RevGeniAgent

Automated multi-agent system for discovering B2B companies, extracting decision‑maker contacts, validating lead quality, and (scaffolded) sending personalized outbound emails. Built with CrewAI and powered by Tavily search, exposed via a FastAPI backend.

1. Overview

RevGeniAgent orchestrates multiple specialized agents to automate early‑stage revenue generation:

Find companies matching ICP criteria (size, geography, industry)
Extract key account & procurement contacts
Qualify leads (website presence + structured data)
(Planned) Generate and send personalized outbound emails
Compose end‑to‑end JSON objects ready for CRM ingestion

2. Core Features

Modular CrewAI agents with clear roles (lead discovery, contact extraction, quality check, email drafting/sending scaffold)
Tavily real‑time internet search tool (internet_search) for enrichment & verification
Advanced lead intelligence enrichment tool (lead_intel_search) for heuristic extraction of companies, emails, phones & contact titles
FastAPI service exposing search, contact extraction and qualified lead generation endpoints
Lead parsing & heuristic normalization producing structured Pydantic models
Strict logging & observability through centralized logging_config.py
End‑to‑end workflow that chains discovery → contact extraction → qualification

3. Architecture & Directory Layout

agents/                # CrewAI Agent subclasses (lead, contact, quality, email)
tasks/                 # Task objects defining goals for each agent
workflows/             # Orchestration logic composing agents & tasks
tools/                 # Reusable CrewAI tools (basic & enriched Tavily search; lead intelligence; email tool to be implemented)
api/                   # FastAPI app, Pydantic models, endpoints
logging_config.py      # Central logging formatter & helper
start_server.py        # Convenience launcher for API (loads env)
main.py                # Example entry point for a single workflow run
env.example            # Template of required/optional environment variables
requirements.txt       # Python dependencies

High-Level Data Flow

            +------------------+
            |   User / API     |
            +---------+--------+
                      |
                      v
        +---------------------------+
        |   Workflow Orchestrator   |
        | (e.g.

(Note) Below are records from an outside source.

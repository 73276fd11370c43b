//! `<audio>` element adapter.

use crate::error::{js_message, WasmError, WasmResult};
use async_trait::async_trait;
use bridge_traits::playback::{MediaElement, MediaErrorKind, PlayError};
use bridge_traits::storage::ResourceLocator;
use std::time::Duration;
use tracing::{debug, warn};
use wasm_bindgen_futures::JsFuture;
use web_sys::HtmlAudioElement;

/// Name of the exception a browser raises when autoplay policy refuses
/// `play()`.
const AUTOPLAY_REFUSAL: &str = "NotAllowedError";

/// Drives one detached `<audio>` element.
pub struct HtmlAudioMedia {
    element: HtmlAudioElement,
}

impl HtmlAudioMedia {
    /// Create a fresh, detached audio element.
    pub fn new() -> WasmResult<Self> {
        Ok(Self {
            element: HtmlAudioElement::new()?,
        })
    }

    /// The underlying element, for wiring its events.
    pub fn element(&self) -> &HtmlAudioElement {
        &self.element
    }

    /// Category of the element's current error, if it has one.
    pub fn error_kind(&self) -> MediaErrorKind {
        self.element
            .error()
            .map(|error| MediaErrorKind::from_code(error.code()))
            .unwrap_or(MediaErrorKind::Unknown)
    }
}

#[async_trait(?Send)]
impl MediaElement for HtmlAudioMedia {
    fn set_source(&self, locator: Option<&ResourceLocator>) {
        match locator {
            Some(locator) => self.element.set_src(locator.as_str()),
            None => {
                if let Err(err) = self.element.remove_attribute("src") {
                    warn!(error = %js_message(&err), "Could not detach audio source");
                }
            }
        }
        self.element.load();
    }

    async fn play(&self) -> Result<(), PlayError> {
        let promise = self
            .element
            .play()
            .map_err(|err| PlayError::Failed(js_message(&err)))?;

        match JsFuture::from(promise).await {
            Ok(_) => Ok(()),
            Err(err) => {
                let message = js_message(&err);
                if WasmError::dom_exception_name(&err).as_deref() == Some(AUTOPLAY_REFUSAL) {
                    debug!(%message, "Autoplay refused");
                    Err(PlayError::Blocked(message))
                } else {
                    Err(PlayError::Failed(message))
                }
            }
        }
    }

    fn pause(&self) {
        if let Err(err) = self.element.pause() {
            warn!(error = %js_message(&err), "Pause failed");
        }
    }

    fn duration(&self) -> Option<Duration> {
        seconds(self.element.duration())
    }

    fn current_time(&self) -> Duration {
        seconds(self.element.current_time()).unwrap_or_default()
    }

    fn seek(&self, position: Duration) {
        self.element.set_current_time(position.as_secs_f64());
    }
}

/// Media timestamps are `NaN` before metadata loads and `Infinity` for
/// unbounded streams.
fn seconds(value: f64) -> Option<Duration> {
    if value.is_finite() && value >= 0.0 {
        Some(Duration::from_secs_f64(value))
    } else {
        None
    }
}
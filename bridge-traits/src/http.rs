//! Network fetch abstraction used by the offline cache worker.
//!
//! Requests and responses are plain data so the worker can store, clone and
//! replay them without holding host objects.

use bytes::Bytes;
use serde::{Deserialize, Serialize};
use std::collections::HashMap;

use crate::{error::Result, platform::PlatformSendSync};

/// HTTP method types
#[derive(Debug, Clone, Copy, PartialEq, Eq, Hash, Serialize, Deserialize)]
pub enum HttpMethod {
    Get,
    Head,
    Post,
    Put,
    Patch,
    Delete,
}

impl HttpMethod {
    /// Parse a method name, case-insensitively. Unknown names map to `None`.
    pub fn parse(method: &str) -> Option<Self> {
        match method.to_ascii_uppercase().as_str() {
            "GET" => Some(HttpMethod::Get),
            "HEAD" => Some(HttpMethod::Head),
            "POST" => Some(HttpMethod::Post),
            "PUT" => Some(HttpMethod::Put),
            "PATCH" => Some(HttpMethod::Patch),
            "DELETE" => Some(HttpMethod::Delete),
            _ => None,
        }
    }

    pub fn as_str(&self) -> &'static str {
        match self {
            HttpMethod::Get => "GET",
            HttpMethod::Head => "HEAD",
            HttpMethod::Post => "POST",
            HttpMethod::Put => "PUT",
            HttpMethod::Patch => "PATCH",
            HttpMethod::Delete => "DELETE",
        }
    }
}

/// What the request is for, as reported by the host.
#[derive(Debug, Clone, Copy, PartialEq, Eq, Hash, Default, Serialize, Deserialize)]
#[serde(rename_all = "snake_case")]
pub enum RequestDestination {
    /// A full-page navigation.
    Document,
    Script,
    Style,
    Image,
    Manifest,
    Audio,
    #[default]
    Other,
}

/// Outgoing resource request.
#[derive(Debug, Clone, PartialEq, Eq)]
pub struct FetchRequest {
    pub method: HttpMethod,
    pub url: String,
    pub headers: HashMap<String, String>,
    pub destination: RequestDestination,
}

impl FetchRequest {
    /// A `GET` request with no particular destination.
    pub fn get(url: impl Into<String>) -> Self {
        Self {
            method: HttpMethod::Get,
            url: url.into(),
            headers: HashMap::new(),
            destination: RequestDestination::Other,
        }
    }

    /// A `GET` navigation request for a full page.
    pub fn navigate(url: impl Into<String>) -> Self {
        Self::get(url).with_destination(RequestDestination::Document)
    }

    pub fn with_method(mut self, method: HttpMethod) -> Self {
        self.method = method;
        self
    }

    pub fn with_destination(mut self, destination: RequestDestination) -> Self {
        self.destination = destination;
        self
    }

    pub fn header(mut self, key: impl Into<String>, value: impl Into<String>) -> Self {
        self.headers.insert(key.into(), value.into());
        self
    }

    /// Whether this request loads a whole page.
    pub fn is_navigation(&self) -> bool {
        self.destination == RequestDestination::Document
    }

    /// Key under which the request is stored: the URL without fragment.
    pub fn cache_key(&self) -> &str {
        match self.url.split_once('#') {
            Some((base, _)) => base,
            None => &self.url,
        }
    }
}

/// Response tainting as reported by the host.
#[derive(Debug, Clone, Copy, PartialEq, Eq, Hash, Default, Serialize, Deserialize)]
#[serde(rename_all = "snake_case")]
pub enum ResponseType {
    /// Same-origin response.
    #[default]
    Basic,
    /// Cross-origin response readable through CORS.
    Cors,
    /// Cross-origin response with hidden contents.
    Opaque,
    /// Network error response.
    Error,
}

/// Resource response.
#[derive(Debug, Clone, PartialEq, Eq)]
pub struct FetchResponse {
    pub status: u16,
    pub response_type: ResponseType,
    pub headers: HashMap<String, String>,
    pub body: Bytes,
}

impl FetchResponse {
    /// A same-origin response with the given status and body.
    pub fn new(status: u16, body: impl Into<Bytes>) -> Self {
        Self {
            status,
            response_type: ResponseType::Basic,
            headers: HashMap::new(),
            body: body.into(),
        }
    }

    pub fn with_type(mut self, response_type: ResponseType) -> Self {
        self.response_type = response_type;
        self
    }

    pub fn header(mut self, key: impl Into<String>, value: impl Into<String>) -> Self {
        self.headers.insert(key.into(), value.into());
        self
    }

    /// Case-insensitive header lookup.
    pub fn header_value(&self, key: &str) -> Option<&str> {
        self.headers
            .iter()
            .find(|(name, _)| name.eq_ignore_ascii_case(key))
            .map(|(_, value)| value.as_str())
    }

    /// Get response body as UTF-8 string
    pub fn text(&self) -> Option<&str> {
        std::str::from_utf8(&self.body).ok()
    }

    /// Check if response status is successful (2xx)
    pub fn is_success(&self) -> bool {
        (200..300).contains(&self.status)
    }

    /// Whether the response is same-origin.
    pub fn is_same_origin(&self) -> bool {
        self.response_type == ResponseType::Basic
    }
}

/// Async network fetch.
///
/// Implementations return `Err` only when no response arrived at all
/// (offline, DNS failure, aborted). HTTP error statuses are responses.
#[cfg_attr(target_arch = "wasm32", async_trait::async_trait(?Send))]
#[cfg_attr(not(target_arch = "wasm32"), async_trait::async_trait)]
pub trait Fetcher: PlatformSendSync {
    async fn fetch(&self, request: &FetchRequest) -> Result<FetchResponse>;
}

#[cfg(test)]
mod tests {
    use super::*;

    #[test]
    fn request_builder() {
        let request = FetchRequest::get("https://app.example/index.html")
            .header("Accept", "text/html")
            .with_destination(RequestDestination::Document);

        assert_eq!(request.method, HttpMethod::Get);
        assert_eq!(request.headers.get("Accept"), Some(&"text/html".to_string()));
        assert!(request.is_navigation());
        assert!(!FetchRequest::get("https://app.example/app.js").is_navigation());
    }

    #[test]
    fn cache_key_drops_fragment() {
        let request = FetchRequest::get("https://app.example/index.html#player");
        assert_eq!(request.cache_key(), "https://app.example/index.html");

        let plain = FetchRequest::get("https://app.example/style.css");
        assert_eq!(plain.cache_key(), "https://app.example/style.css");
    }

    #[test]
    fn response_status_checks() {
        let response = FetchResponse::new(200, "body").header("Content-Type", "text/css");

        assert!(response.is_success());
        assert!(response.is_same_origin());
        assert_eq!(response.header_value("content-type"), Some("text/css"));
        assert_eq!(response.text(), Some("body"));

        let opaque = FetchResponse::new(0, "").with_type(ResponseType::Opaque);
        assert!(!opaque.is_success());
        assert!(!opaque.is_same_origin());
    }

    #[test]
    fn method_parsing() {
        assert_eq!(HttpMethod::parse("get"), Some(HttpMethod::Get));
        assert_eq!(HttpMethod::parse("POST"), Some(HttpMethod::Post));
        assert_eq!(HttpMethod::parse("OPTIONS"), None);
        assert_eq!(HttpMethod::Delete.as_str(), "DELETE");
    }
}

EndToEndLeadWorkflow)|
        +----+----------+-----------+
             |          |
   Lead Discovery    Contact Extraction
        Agent              Agent
             \          /
              \        /
            Lead Quality Agent
                    |
                    v
           Structured Qualified Leads

4. Installation & Setup

Requires Python 3.10+ (CrewAI & FastAPI compatibility). Recommended to isolate in a virtual environment.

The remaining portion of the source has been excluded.